Gesù ci dà la grazia e il dono dell’umiltà. Gesù viene perché noi abbiamo l’altissima dignità di figli di Dio, quindi non schiavi, non egoisti, non ingiusti, non cattivi. Figli di un Padre buono, così infinitamente buono!
Gesù ci dice: siate perfetti, siate grandi, siate dignitosi, siate retti, siate soprattutto buoni come é buono il Padre vostro che é nei cieli, che fa piovere sul campo del giusto e sul campo di chi non é giusto, che fa sorgere il sole per i giusti e per gli ingiusti, perché é un padre che vuole bene a tutti i suoi figli. Ecco vedete che, sull’umiltà che ci insegna Gesù Cristo si erige la nostra vera vita, la vita dei figli di Dio. E questi figli di Dio si devono distinguere dalla bontà e devono dare una testimonianza che non può essere diversa da quella dell’amore.

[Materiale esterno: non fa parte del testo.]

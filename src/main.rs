use std::io::Write as _;
use std::path::PathBuf;
use std::process::ExitCode;
use std::sync::{Arc, Mutex};
use std::time::Duration;

use clap::{Parser, Subcommand};
use tracing_subscriber::EnvFilter;

use kitchen_voice::audio::{
    AudioUnit, CAPTURE_SAMPLE_RATE, CaptureStream, CpalMicrophone, OUTPUT_SAMPLE_RATE,
    PlaybackScheduler, pcm16_to_float_samples, samples_to_wav,
};
use kitchen_voice::audio::capture::DEFAULT_BLOCK_SIZE;
use kitchen_voice::{Config, Error, PlaybackHandle, SessionObserver, VoiceEngine};

/// Kitchen Voice - talk to your cooking assistant
#[derive(Parser)]
#[command(name = "kitchen-voice", version, about)]
struct Cli {
    /// Increase verbosity (-v, -vv, -vvv)
    #[arg(short, long, action = clap::ArgAction::Count, global = true)]
    verbose: u8,

    #[command(subcommand)]
    command: Command,
}

#[derive(Subcommand)]
enum Command {
    /// Start a live spoken conversation (Ctrl+C to stop)
    Live,
    /// Read text aloud once
    Speak {
        /// Text to speak
        text: String,
    },
    /// Test microphone input
    TestMic {
        /// Duration in seconds
        #[arg(short, long, default_value = "5")]
        duration: u64,
        /// Write the recording to a WAV file
        #[arg(short, long)]
        output: Option<PathBuf>,
    },
    /// Test speaker output
    TestSpeaker,
}

#[tokio::main]
async fn main() -> ExitCode {
    let cli = Cli::parse();

    // Set up logging based on verbosity
    let filter = match cli.verbose {
        0 => "warn,kitchen_voice=info",
        1 => "info,kitchen_voice=debug",
        2 => "debug",
        _ => "trace",
    };

    tracing_subscriber::fmt()
        .with_env_filter(EnvFilter::new(filter))
        .init();

    match run(cli).await {
        Ok(()) => ExitCode::SUCCESS,
        Err(e) => {
            tracing::error!("fatal: {e}");
            ExitCode::FAILURE
        }
    }
}

async fn run(cli: Cli) -> anyhow::Result<()> {
    match cli.command {
        Command::Live => live().await,
        Command::Speak { text } => speak(&text).await,
        Command::TestMic { duration, output } => test_mic(duration, output).await,
        Command::TestSpeaker => test_speaker().await,
    }
}

/// Prints transcripts to the terminal
struct ConsoleObserver;

impl SessionObserver for ConsoleObserver {
    fn on_partial_text(&self, text: &str, is_model: bool) {
        let mut stdout = std::io::stdout().lock();
        if is_model {
            let _ = write!(stdout, "{text}");
        } else {
            let _ = write!(stdout, "\x1b[2m{text}\x1b[0m");
        }
        let _ = stdout.flush();
    }

    fn on_turn_complete(&self, _full_text: &str) {
        println!();
    }

    fn on_close(&self) {
        println!("\n[session closed]");
    }

    fn on_error(&self, error: &Error) {
        tracing::debug!(error = %error, "session error");
    }
}

async fn live() -> anyhow::Result<()> {
    let config = Config::load()?;
    let engine = VoiceEngine::from_config(&config)?;

    let session = engine.open_live_session(Arc::new(ConsoleObserver)).await?;
    println!("Listening. Speak to your assistant, Ctrl+C to stop.\n");

    tokio::select! {
        _ = tokio::signal::ctrl_c() => {
            tracing::info!("interrupted, closing session");
            session.close().await;
        }
        () = session.closed() => {}
    }

    Ok(())
}

async fn speak(text: &str) -> anyhow::Result<()> {
    let config = Config::load()?;
    let engine = VoiceEngine::from_config(&config)?;

    let handle = engine.speak_once_with_handle(text).await?;
    let limit = Duration::from_secs_f64(handle.duration()) + Duration::from_secs(1);

    tokio::select! {
        _ = tokio::signal::ctrl_c() => engine.stop_all_audio(),
        () = wait_for_playback(&handle, limit) => {}
    }

    Ok(())
}

/// Test microphone input
async fn test_mic(duration: u64, output: Option<PathBuf>) -> anyhow::Result<()> {
    println!("Testing microphone for {duration} seconds...");
    println!("Speak into your microphone!\n");

    let recorded = Arc::new(Mutex::new(Vec::<u8>::new()));
    let frames = Arc::new(Mutex::new(0_usize));

    let capture = {
        let recorded = Arc::clone(&recorded);
        let frames = Arc::clone(&frames);
        tokio::task::spawn_blocking(move || {
            CaptureStream::open(&CpalMicrophone::new(), DEFAULT_BLOCK_SIZE, move |frame| {
                if let Ok(mut buf) = recorded.lock() {
                    buf.extend_from_slice(&frame);
                }
                if let Ok(mut n) = frames.lock() {
                    *n += 1;
                }
            })
        })
        .await??
    };

    println!("Sample rate: {CAPTURE_SAMPLE_RATE} Hz");
    println!("---");

    for i in 0..duration {
        tokio::time::sleep(Duration::from_secs(1)).await;
        let count = frames.lock().map(|n| *n).unwrap_or_default();
        println!("[{:2}s] frames: {count}", i + 1);
    }

    tokio::task::spawn_blocking(move || {
        let mut capture = capture;
        capture.close();
    })
    .await?;

    let pcm = recorded.lock().map(|b| b.clone()).unwrap_or_default();
    let unit = pcm16_to_float_samples(&pcm, 1, CAPTURE_SAMPLE_RATE)?;
    let peak = unit.samples().iter().map(|s| s.abs()).fold(0.0_f32, f32::max);
    let count = frames.lock().map(|n| *n).unwrap_or_default();

    println!("\n---");
    println!(
        "Captured {count} frames ({:.2}s), peak level {peak:.4}",
        unit.duration()
    );

    if let Some(path) = output {
        let wav = samples_to_wav(unit.samples(), CAPTURE_SAMPLE_RATE)?;
        std::fs::write(&path, wav)?;
        println!("Wrote {}", path.display());
    }

    if peak < 0.01 {
        println!("Peak stayed near 0, check:");
        println!("  1. Is your mic plugged in?");
        println!("  2. Run: pactl info | grep 'Default Source'");
        println!("  3. Try: pavucontrol (to check input levels)");
    } else {
        println!("Your mic is working!");
    }

    Ok(())
}

/// Test speaker output
async fn test_speaker() -> anyhow::Result<()> {
    println!("Testing speaker output...");
    println!("You should hear a 440Hz tone for 1.5 seconds in three gapless parts\n");

    let scheduler = PlaybackScheduler::shared();
    scheduler.prepare().await?;
    let frequency = 440.0_f32;
    let chunk_samples = OUTPUT_SAMPLE_RATE as usize / 2;

    let mut last = None;
    for chunk in 0..3 {
        #[allow(clippy::cast_precision_loss)]
        let samples: Vec<f32> = (0..chunk_samples)
            .map(|i| {
                let t = (chunk * chunk_samples + i) as f32 / OUTPUT_SAMPLE_RATE as f32;
                (2.0 * std::f32::consts::PI * frequency * t).sin() * 0.3
            })
            .collect();
        last = Some(scheduler.play_sequential(AudioUnit::mono(samples, OUTPUT_SAMPLE_RATE)?)?);
    }

    if let Some(handle) = last {
        wait_for_playback(&handle, Duration::from_secs(3)).await;
    }

    println!("---");
    println!("If you heard the tone, your speakers are working!");
    println!("If you didn't hear anything, check:");
    println!("  1. Run: pactl info | grep 'Default Sink'");
    println!("  2. Run: pactl list sinks short");
    println!("  3. Try: pavucontrol (to check output levels)");

    Ok(())
}

/// Poll until `handle` finishes or `limit` elapses
async fn wait_for_playback(handle: &PlaybackHandle, limit: Duration) {
    let started = tokio::time::Instant::now();
    while !handle.has_ended() && !handle.is_stopped() && started.elapsed() < limit {
        tokio::time::sleep(Duration::from_millis(50)).await;
    }
}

Il Concilio richiama fortemente a tutti i membri del popolo di Dio che hanno la dignità di essere figli di Dio, hanno uguale impegno e uguale dovere di amare. Oggi, purtroppo ne siamo testimoni dolorosamente, c’è qualcuno dei nostri fratelli che crede di poter risolvere i problemi umani con la violenza. No. I problemi umani si risolvono con l’amore e l’amore non é debolezza. L’amore é forza. L’amore é la forza che prima di fare la giustizia degli altri, la opera in noi stessi.

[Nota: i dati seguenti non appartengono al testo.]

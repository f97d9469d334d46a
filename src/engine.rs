//! Voice engine facade
//!
//! Wires one playback scheduler to both the live session path and the
//! one-shot speech path so that each can silence the other.

use std::sync::Arc;

use crate::audio::capture::DEFAULT_BLOCK_SIZE;
use crate::audio::{CpalMicrophone, Microphone, PlaybackHandle, PlaybackScheduler};
use crate::config::Config;
use crate::gemini::{GeminiLiveConnector, GeminiSynthesizer};
use crate::live::{LiveConnector, LiveSession, LiveSessionController, SessionObserver};
use crate::speaker::{OneShotSpeaker, SpeechSynthesizer};
use crate::Result;

/// Entry point for conversational and one-shot voice output
pub struct VoiceEngine {
    connector: Arc<dyn LiveConnector>,
    microphone: Arc<dyn Microphone>,
    speaker: OneShotSpeaker,
    scheduler: Arc<PlaybackScheduler>,
    block_size: usize,
}

impl VoiceEngine {
    #[must_use]
    pub fn new(
        connector: Arc<dyn LiveConnector>,
        microphone: Arc<dyn Microphone>,
        synthesizer: Arc<dyn SpeechSynthesizer>,
        scheduler: Arc<PlaybackScheduler>,
    ) -> Self {
        Self {
            connector,
            microphone,
            speaker: OneShotSpeaker::new(synthesizer, Arc::clone(&scheduler)),
            scheduler,
            block_size: DEFAULT_BLOCK_SIZE,
        }
    }

    /// Build an engine backed by Gemini and the default audio devices
    ///
    /// The output device is opened lazily on first playback.
    ///
    /// # Errors
    ///
    /// Returns error if the synthesizer cannot be configured
    pub fn from_config(config: &Config) -> Result<Self> {
        let connector = GeminiLiveConnector::new(
            config.api.ws_url.clone(),
            config.api.key.clone(),
            config.live.model.clone(),
            config.live.voice.clone(),
            config.live.system_instruction.clone(),
        );
        let synthesizer = GeminiSynthesizer::new(
            config.api.base_url.clone(),
            config.api.key.clone(),
            config.speech.model.clone(),
            config.speech.voice.clone(),
        )?;

        tracing::debug!(
            live_model = %config.live.model,
            tts_model = %config.speech.model,
            "voice engine configured"
        );

        Ok(Self::new(
            Arc::new(connector),
            Arc::new(CpalMicrophone::new()),
            Arc::new(synthesizer),
            Arc::new(PlaybackScheduler::shared()),
        )
        .with_block_size(config.live.capture_block_size))
    }

    /// Samples per outbound microphone frame for new sessions
    #[must_use]
    pub const fn with_block_size(mut self, block_size: usize) -> Self {
        self.block_size = block_size;
        self
    }

    /// Open a live conversation
    ///
    /// # Errors
    ///
    /// Returns `ConnectionFailed` or `PermissionDenied` if the session
    /// could not be established
    pub async fn open_live_session(&self, observer: Arc<dyn SessionObserver>) -> Result<LiveSession> {
        LiveSessionController::new(
            Arc::clone(&self.connector),
            Arc::clone(&self.microphone),
            Arc::clone(&self.scheduler),
        )
        .with_block_size(self.block_size)
        .open(observer)
        .await
    }

    /// Speak `text` once, interrupting anything already playing
    ///
    /// Returns whether audio started.
    pub async fn speak_once(&self, text: &str) -> bool {
        self.speaker.speak(text).await
    }

    /// Like [`Self::speak_once`] but returns the playback handle
    ///
    /// # Errors
    ///
    /// Returns `SynthesisUnavailable` if no audio was produced, or the
    /// underlying transport, decode or device error
    pub async fn speak_once_with_handle(&self, text: &str) -> Result<PlaybackHandle> {
        self.speaker.speak_with_handle(text).await
    }

    /// Stop every playing or queued unit
    pub fn stop_all_audio(&self) {
        self.scheduler.stop_all();
    }

    #[must_use]
    pub fn scheduler(&self) -> &Arc<PlaybackScheduler> {
        &self.scheduler
    }
}

impl std::fmt::Debug for VoiceEngine {
    fn fmt(&self, f: &mut std::fmt::Formatter<'_>) -> std::fmt::Result {
        f.debug_struct("VoiceEngine")
            .field("block_size", &self.block_size)
            .field("scheduler", &self.scheduler)
            .finish_non_exhaustive()
    }
}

Abbiamo bisogno di amore, non perché ci sia intorno a noi una vita pacifica, o per tacitare voci che gridano forse vendetta al cospetto di Dio. No. Di amore per impegnarci tutti in un’unica responsabilità, che é la responsabilità dei figli di Dio, che é la responsabilità dei membri del popolo di Dio, che é la nostra responsabilità personale che diventa più viva e più urgente proprio oggi.